Smith alleges that his trial counsel, Gotcher, was deficient in failing to: (1) investigate and assert as a defense that the person shown in the videotape tending the marijuana patch on August 10 was actually Smith's younger brother, Barry; (2) call a witness to rebut Smith's incriminating statements after he was arrested; and (3) move to suppress the videotape on grounds of the Fourth Amendment or the Omnimbus Crime Control and Safe Streets Act of 1968.

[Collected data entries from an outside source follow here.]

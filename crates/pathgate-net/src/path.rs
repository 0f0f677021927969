//! Path objects
//!
//! A path is an explicit, source-selected route through the inter-domain
//! network: the ordered list of AS interfaces it traverses plus the
//! overlay next-hop to reach the first of them. Paths are compared by
//! [`Path::fingerprint`], a canonical hash of the interface list.

use std::fmt;
use std::net::SocketAddr;
use std::str::FromStr;

use serde::{de, Deserialize, Deserializer, Serialize, Serializer};
use sha2::{Digest, Sha256};

use crate::addr::IsdAs;
use crate::error::NetError;

/// One AS interface on a path, written `<isd-as>#<interface-id>`.
#[derive(Clone, Copy, PartialEq, Eq, Hash)]
pub struct PathInterface {
    pub ia: IsdAs,
    pub id: u64,
}

impl fmt::Display for PathInterface {
    fn fmt(&self, f: &mut fmt::Formatter<'_>) -> fmt::Result {
        write!(f, "{}#{}", self.ia, self.id)
    }
}

impl fmt::Debug for PathInterface {
    fn fmt(&self, f: &mut fmt::Formatter<'_>) -> fmt::Result {
        write!(f, "{self}")
    }
}

impl FromStr for PathInterface {
    type Err = NetError;

    fn from_str(s: &str) -> Result<Self, Self::Err> {
        let (ia, id) = s.split_once('#').ok_or_else(|| NetError::InvalidAddress {
            input: s.to_string(),
            reason: "missing '#' between AS and interface id".to_string(),
        })?;
        Ok(PathInterface {
            ia: ia.parse()?,
            id: id.parse().map_err(|_| NetError::InvalidAddress {
                input: s.to_string(),
                reason: "bad interface id".to_string(),
            })?,
        })
    }
}

impl Serialize for PathInterface {
    fn serialize<S: Serializer>(&self, serializer: S) -> Result<S::Ok, S::Error> {
        serializer.collect_str(self)
    }
}

impl<'de> Deserialize<'de> for PathInterface {
    fn deserialize<D: Deserializer<'de>>(deserializer: D) -> Result<Self, D::Error> {
        let s = String::deserialize(deserializer)?;
        s.parse().map_err(de::Error::custom)
    }
}

/// Canonical hash of a path's interface list. Empty for partial hidden
/// paths, which are never de-duplicated against public paths.
pub type PathFingerprint = String;

/// A concrete path towards a destination AS.
#[derive(Clone, PartialEq, Eq)]
pub struct Path {
    /// Destination AS this path leads to.
    pub dst: IsdAs,
    /// Traversed interfaces, in order from the local AS outward.
    pub interfaces: Vec<PathInterface>,
    /// Overlay UDP endpoint of the first hop.
    pub next_hop: SocketAddr,
    /// Path MTU. Zero means unknown (partial hidden paths); consumers
    /// fall back to the gateway's configured MTU.
    pub mtu: u16,
    /// Partial paths are reconstituted from segments rather than a path
    /// lookup; they carry no fingerprint and are never de-duplicated
    /// against public paths.
    pub partial: bool,
}

impl Path {
    /// Fingerprint over the interface list; empty for partial paths.
    pub fn fingerprint(&self) -> PathFingerprint {
        if self.partial || self.interfaces.is_empty() {
            return String::new();
        }
        let mut hasher = Sha256::new();
        for iface in &self.interfaces {
            hasher.update(iface.ia.raw().to_be_bytes());
            hasher.update(iface.id.to_be_bytes());
        }
        let digest = hasher.finalize();
        let mut out = String::with_capacity(digest.len() * 2);
        for b in digest {
            out.push_str(&format!("{b:02x}"));
        }
        out
    }

    pub fn hops(&self) -> usize {
        self.interfaces.len()
    }

    /// Human-readable hop list, `1-ff00:0:110 2>1 1-ff00:0:111` style.
    pub fn format_hops(&self) -> String {
        let ifaces = &self.interfaces;
        if ifaces.is_empty() {
            return String::new();
        }
        let mut parts = vec![format!("{} {}", ifaces[0].ia, ifaces[0].id)];
        let mut i = 1;
        while i + 1 < ifaces.len() {
            parts.push(format!(
                "{} {} {}",
                ifaces[i].id,
                ifaces[i].ia,
                ifaces[i + 1].id
            ));
            i += 2;
        }
        let last = &ifaces[ifaces.len() - 1];
        parts.push(format!("{} {}", last.id, last.ia));
        parts.join(">")
    }
}

impl fmt::Debug for Path {
    fn fmt(&self, f: &mut fmt::Formatter<'_>) -> fmt::Result {
        write!(f, "Path[{} via {}]", self.format_hops(), self.next_hop)
    }
}

/// Ordering policy for candidate paths.
pub trait PathSorter: Send + Sync {
    fn sort_paths(&self, paths: &mut Vec<Path>);
}

/// Default sorter: fewest hops first. Stable, so equal-length paths keep
/// their lookup order.
pub struct LeastHopsSorter;

impl PathSorter for LeastHopsSorter {
    fn sort_paths(&self, paths: &mut Vec<Path>) {
        paths.sort_by_key(|p| p.hops());
    }
}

We go directly to the prejudice requirement on Smith's first two claims, see Strickland, 466 U.S. at 697, and hold that he cannot show prejudice as a result of these alleged deficiencies. The strong case presented against Smith did not turn on any single piece of evidence. Even if we assume without deciding that Gotcher could and should have (1) proven that the person videotaped on August 10 was Smith's younger brother, Barry, and (2) impeached the agents' testimony about Smith's post-arrest "confession" by calling another agent who was present at the time of arrest but who did not testify, the following evidence would have still pointed to Smith's guilt: His presence in the patch on August 15; the videotape showing his actions on August 15; the agents' observations of him moving around the patch carefully tending the plants; his statements to Bailey about production ("ought to get twenty pounds out of here"), quality ("they're looking good over here, too"), and gender ("not any males in here either"); evidence that the marijuana was clearly being cultivated; the location of the patch on Smith's property near his home; the marijuana found in the drying shed; and the knife found on Smith at the time of his arrest. In light of this evidence of Smith's guilt, our confidence in the outcome is not undermined as a result of these two alleged deficiencies.

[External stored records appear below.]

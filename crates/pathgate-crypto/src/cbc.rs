//! AES-256-CBC with PKCS#7 padding
//!
//! The peer channel encrypts every datagram in place: the message is
//! padded up to the next block boundary (a full extra block when it is
//! already aligned), so callers must hand over a buffer with one block
//! of headroom past the message.

use aes::cipher::{block_padding::Pkcs7, BlockDecryptMut, BlockEncryptMut, KeyIvInit};
use aes::Aes256;

use crate::error::{CryptoError, CryptoResult};

type Aes256CbcEnc = cbc::Encryptor<Aes256>;
type Aes256CbcDec = cbc::Decryptor<Aes256>;

/// AES block size in bytes.
pub const BLOCK_SIZE: usize = 16;

/// Length of `msg_len` bytes of plaintext after PKCS#7 padding.
pub fn padded_len(msg_len: usize) -> usize {
    msg_len + (BLOCK_SIZE - msg_len % BLOCK_SIZE)
}

/// Pad and encrypt `buf[..msg_len]` in place, returning the ciphertext
/// length. `buf` must be at least `padded_len(msg_len)` bytes.
pub fn cbc_encrypt_in_place(
    key: &[u8; 32],
    iv: &[u8; 16],
    buf: &mut [u8],
    msg_len: usize,
) -> CryptoResult<usize> {
    let needed = padded_len(msg_len);
    if buf.len() < needed {
        return Err(CryptoError::BufferTooSmall {
            needed,
            have: buf.len(),
        });
    }
    let have = buf.len();
    let ct = Aes256CbcEnc::new(key.into(), iv.into())
        .encrypt_padded_mut::<Pkcs7>(&mut buf[..needed], msg_len)
        .map_err(|_| CryptoError::BufferTooSmall { needed, have })?;
    Ok(ct.len())
}

/// Decrypt `buf` in place and strip the padding, returning the plaintext
/// length.
pub fn cbc_decrypt_in_place(
    key: &[u8; 32],
    iv: &[u8; 16],
    buf: &mut [u8],
) -> CryptoResult<usize> {
    if buf.is_empty() || buf.len() % BLOCK_SIZE != 0 {
        return Err(CryptoError::BadCiphertext(format!(
            "ciphertext length {} is not a positive multiple of {BLOCK_SIZE}",
            buf.len()
        )));
    }
    let pt = Aes256CbcDec::new(key.into(), iv.into())
        .decrypt_padded_mut::<Pkcs7>(buf)
        .map_err(|_| CryptoError::BadCiphertext("bad padding".to_string()))?;
    Ok(pt.len())
}

/// Allocating encrypt, for callers off the packet hot path.
pub fn cbc_encrypt(msg: &[u8], key: &[u8; 32], iv: &[u8; 16]) -> Vec<u8> {
    let mut buf = vec![0u8; padded_len(msg.len())];
    buf[..msg.len()].copy_from_slice(msg);
    let n = cbc_encrypt_in_place(key, iv, &mut buf, msg.len())
        .expect("buffer sized to padded length");
    buf.truncate(n);
    buf
}

/// Allocating decrypt counterpart of [`cbc_encrypt`].
pub fn cbc_decrypt(ciphertext: &[u8], key: &[u8; 32], iv: &[u8; 16]) -> CryptoResult<Vec<u8>> {
    let mut buf = ciphertext.to_vec();
    let n = cbc_decrypt_in_place(key, iv, &mut buf)?;
    buf.truncate(n);
    Ok(buf)
}

#[cfg(test)]
mod tests {
    use super::*;

    const KEY: [u8; 32] = [
        0x60, 0x3d, 0xeb, 0x10, 0x15, 0xca, 0x71, 0xbe, 0x2b, 0x73, 0xae, 0xf0, 0x85, 0x7d,
        0x77, 0x81, 0x1f, 0x35, 0x2c, 0x07, 0x3b, 0x61, 0x08, 0xd7, 0x2d, 0x98, 0x10, 0xa3,
        0x09, 0x14, 0xdf, 0xf4,
    ];
    const ZERO_IV: [u8; 16] = [0u8; 16];

    #[test]
    fn roundtrip_various_lengths() {
        for len in [0usize, 1, 15, 16, 17, 64, 1023, 1484] {
            let msg: Vec<u8> = (0..len).map(|i| (i % 251) as u8).collect();
            let ct = cbc_encrypt(&msg, &KEY, &ZERO_IV);
            assert_eq!(ct.len() % BLOCK_SIZE, 0);
            assert!(ct.len() > msg.len());
            let pt = cbc_decrypt(&ct, &KEY, &ZERO_IV).unwrap();
            assert_eq!(pt, msg, "length {len}");
        }
    }

    #[test]
    fn aligned_plaintext_gains_a_full_padding_block() {
        let msg = [0xabu8; 16];
        let ct = cbc_encrypt(&msg, &KEY, &ZERO_IV);
        assert_eq!(ct.len(), 32);
    }

    #[test]
    fn known_vector_first_block() {
        // NIST SP 800-38A F.2.5 CBC-AES256, first block
        let iv: [u8; 16] = [
            0x00, 0x01, 0x02, 0x03, 0x04, 0x05, 0x06, 0x07, 0x08, 0x09, 0x0a, 0x0b, 0x0c,
            0x0d, 0x0e, 0x0f,
        ];
        let pt: [u8; 16] = [
            0x6b, 0xc1, 0xbe, 0xe2, 0x2e, 0x40, 0x9f, 0x96, 0xe9, 0x3d, 0x7e, 0x11, 0x73,
            0x93, 0x17, 0x2a,
        ];
        let expect: [u8; 16] = [
            0xf5, 0x8c, 0x4c, 0x04, 0xd6, 0xe5, 0xf1, 0xba, 0x77, 0x9e, 0xab, 0xfb, 0x5f,
            0x7b, 0xfb, 0xd6,
        ];
        let ct = cbc_encrypt(&pt, &KEY, &iv);
        assert_eq!(&ct[..16], &expect);
    }

    #[test]
    fn rejects_unaligned_and_empty_ciphertext() {
        assert!(cbc_decrypt(&[], &KEY, &ZERO_IV).is_err());
        assert!(cbc_decrypt(&[0u8; 15], &KEY, &ZERO_IV).is_err());
        assert!(cbc_decrypt(&[0u8; 17], &KEY, &ZERO_IV).is_err());
    }

    #[test]
    fn in_place_needs_headroom() {
        let mut buf = [0u8; 16];
        assert!(matches!(
            cbc_encrypt_in_place(&KEY, &ZERO_IV, &mut buf, 16),
            Err(CryptoError::BufferTooSmall { .. })
        ));
    }
}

Smith's third claim of ineffectiveness, that his counsel failed to exclude the videotape, lacks merit because it alleges no error. Smith's open-field marijuana patch was not protected from silent video surveillance either by the Fourth Amendment, Oliver v. United States, 466 U.S. 170, 180-81 (1984),9 or the Omnibus Crime Control and Safe Streets Act of 1968. United States v. Koyomejian, 970 F.2d 536, 540-41 (9th Cir.) (en banc) (Title I does not apply to silent domestic video surveillance), cert. denied, 113 S. Ct. 617 (1992); United States v. Mesa-Rincon, 911 F.2d 1433, 1437 (10th Cir. 1990) (Title III does not apply).
B. Conflict of Interest
Smith also contends that Gotcher's representation of him was adversely affected by a conflict of interest. The right to counsel guaranteed by the Sixth Amendment includes the "right to representation that is free from conflicts of interest." Wood v. Georgia, 450 U.S. 261, 271 (1981). "In order to demonstrate a violation of his Sixth Amendment rights, a defendant must establish that an actual conflict of interest adversely affected his lawyer's performance." Cuyler v. Sullivan, 446 U.S. 335, 350 (1980). If a defendant can show both an actual conflict and an adverse effect, no further showing of prejudice is necessary. Strickland, 466 U.S. at 692; Cuyler, 446 U.S. at 349-50; United States v. Bowie, 892 F.2d 1494, 1500 (10th Cir. 1990).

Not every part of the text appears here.